WORK TO COMPLETE
The lines from the start of the listing through the line containing "if self.user_repo.username_exists(username, current_id).await?" should be printed exactly, and no other lines should be printed.

DATA FOR THE TASK
>>>>>

// src/services/user_service.rs

use bcrypt::hash;
use validator::ValidationErrors;

use crate::{
    common::{
        db_utils::WithEmployee,
        error::{ensure_valid, field_error, AppError},
        view::{employee_choices, SelectOption},
    },
    db::{EmployeeRepository, UserRepository},
    models::user::{
        NewUser, User, UserEditForm, UserForm, DUPLICATE_ACCOUNT_MESSAGE,
        DUPLICATE_USERNAME_MESSAGE,
    },
    services::employee_service::check_employee_selected,
};

#[derive(Clone)]
pub struct UserService {
    user_repo: UserRepository,
    employee_repo: EmployeeRepository,
    hash_cost: u32,
}

impl UserService {
    pub fn new(user_repo: UserRepository, employee_repo: EmployeeRepository, hash_cost: u32) -> Self {
        Self { user_repo, employee_repo, hash_cost }
    }

    pub async fn list(&self) -> Result<Vec<WithEmployee<User>>, AppError> {
        self.user_repo.list_all().await
    }

    pub async fn get_detail(&self, id: i64) -> Result<WithEmployee<User>, AppError> {
        self.user_repo.find_detail_by_id(id).await?.ok_or(AppError::NotFound)
    }

    pub async fn get(&self, id: i64) -> Result<User, AppError> {
        self.user_repo.find_by_id(id).await?.ok_or(AppError::NotFound)
    }

    /// Só funcionários sem conta; `owner` (dono atual, na edição) continua na lista.
    pub async fn employee_choices(
        &self,
        owner: Option<i64>,
        selected: Option<i64>,
    ) -> Result<Vec<SelectOption>, AppError> {
        let employees = self.employee_repo.list_choices_without_account(owner).await?;
        Ok(employee_choices(&employees, selected))
    }

    // Regras de unicidade checadas antes do INSERT/UPDATE; a constraint do banco
    // continua como última barreira.
    async fn validate(
        &self,
        mut errors: ValidationErrors,
        employee_id: Option<i64>,
        username: Option<&str>,
        current_id: Option<i64>,
    ) -> Result<(), AppError> {
        check_employee_selected(&self.employee_repo, employee_id, &mut errors).await?;

        if let Some(username) = username {
            if self.user_repo.username_exists(username, current_id).await? {
                errors.add("username", field_error("duplicate_username", DUPLICATE_USERNAME_MESSAGE));
            }
        }
        if let Some(employee_id) = employee_id {
            if self.user_repo.employee_has_account(employee_id, current_id).await? {
                errors.add("employee_id", field_error("duplicate_account", DUPLICATE_ACCOUNT_MESSAGE));
            }
        }
        ensure_valid(errors)
    }

    async fn hash_password(&self, password: String) -> Result<String, AppError> {
        let cost = self.hash_cost;
        // Executa o hashing em um thread separado
        let hashed = tokio::task::spawn_blocking(move || hash(&password, cost))
            .await
            .map_err(|e| anyhow::anyhow!("Falha na task de hashing: {}", e))??;
        Ok(hashed)
    }

    pub async fn create(&self, form: &UserForm) -> Result<User, AppError> {
        self.validate(form.check(), form.employee_id, form.username.as_deref(), None)
            .await?;

        let (employee_id, username, password, role) = form.clone().into_parts()?;
        let password_hash = self.hash_password(password).await?;

        let user = self
            .user_repo
            .create(&NewUser { employee_id, username, password_hash, role })
            .await?;
        tracing::info!("🔑 Conta criada: {} (funcionário {})", user.username, user.employee_id);
        Ok(user)
    }

    /// Senha nova em branco mantém o hash atual.
    pub async fn update(&self, id: i64, form: &UserEditForm) -> Result<User, AppError> {
        self.validate(form.check(), form.employee_id, form.username.as_deref(), Some(id))
            .await?;

        let password_hash = match form.new_password.clone() {
            Some(password) => Some(self.hash_password(password).await?),
            None => None,
        };
        let changes = form.clone().into_changes(password_hash)?;

        let user = self.user_repo.update(id, &changes).await?;
        tracing::info!("🔑 Conta atualizada: {}", user.username);
        Ok(user)
    }

    pub async fn delete(&self, id: i64) -> Result<(), AppError> {
        if !self.user_repo.exists(id).await? {
            return Err(AppError::NotFound);
        }
        self.user_repo.delete(id).await?;
        tracing::info!("🗑️ Conta removida: {}", id);
        Ok(())
    }
}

<<<<<

RESPONSE TO THE TASK
// src/services/user_service.rs

use bcrypt::hash;
use validator::ValidationErrors;

use crate::{
    common::{
        db_utils::WithEmployee,
        error::{ensure_valid, field_error, AppError},
        view::{employee_choices, SelectOption},
    },
    db::{EmployeeRepository, UserRepository},
    models::user::{
        NewUser, User, UserEditForm, UserForm, DUPLICATE_ACCOUNT_MESSAGE,
        DUPLICATE_USERNAME_MESSAGE,
    },
    services::employee_service::check_employee_selected,
};

#[derive(Clone)]
pub struct UserService {
    user_repo: UserRepository,
    employee_repo: EmployeeRepository,
    hash_cost: u32,
}

impl UserService {
    pub fn new(user_repo: UserRepository, employee_repo: EmployeeRepository, hash_cost: u32) -> Self {
        Self { user_repo, employee_repo, hash_cost }
    }

    pub async fn list(&self) -> Result<Vec<WithEmployee<User>>, AppError> {
        self.user_repo.list_all().await
    }

    pub async fn get_detail(&self, id: i64) -> Result<WithEmployee<User>, AppError> {
        self.user_repo.find_detail_by_id(id).await?.ok_or(AppError::NotFound)
    }

    pub async fn get(&self, id: i64) -> Result<User, AppError> {
        self.user_repo.find_by_id(id).await?.ok_or(AppError::NotFound)
    }

    /// Só funcionários sem conta; `owner` (dono atual, na edição) continua na lista.
    pub async fn employee_choices(
        &self,
        owner: Option<i64>,
        selected: Option<i64>,
    ) -> Result<Vec<SelectOption>, AppError> {
        let employees = self.employee_repo.list_choices_without_account(owner).await?;
        Ok(employee_choices(&employees, selected))
    }

    // Regras de unicidade checadas antes do INSERT/UPDATE; a constraint do banco
    // continua como última barreira.
    async fn validate(
        &self,
        mut errors: ValidationErrors,
        employee_id: Option<i64>,
        username: Option<&str>,
        current_id: Option<i64>,
    ) -> Result<(), AppError> {
        check_employee_selected(&self.employee_repo, employee_id, &mut errors).await?;

        if let Some(username) = username {
            if self.user_repo.username_exists(username, current_id).await? {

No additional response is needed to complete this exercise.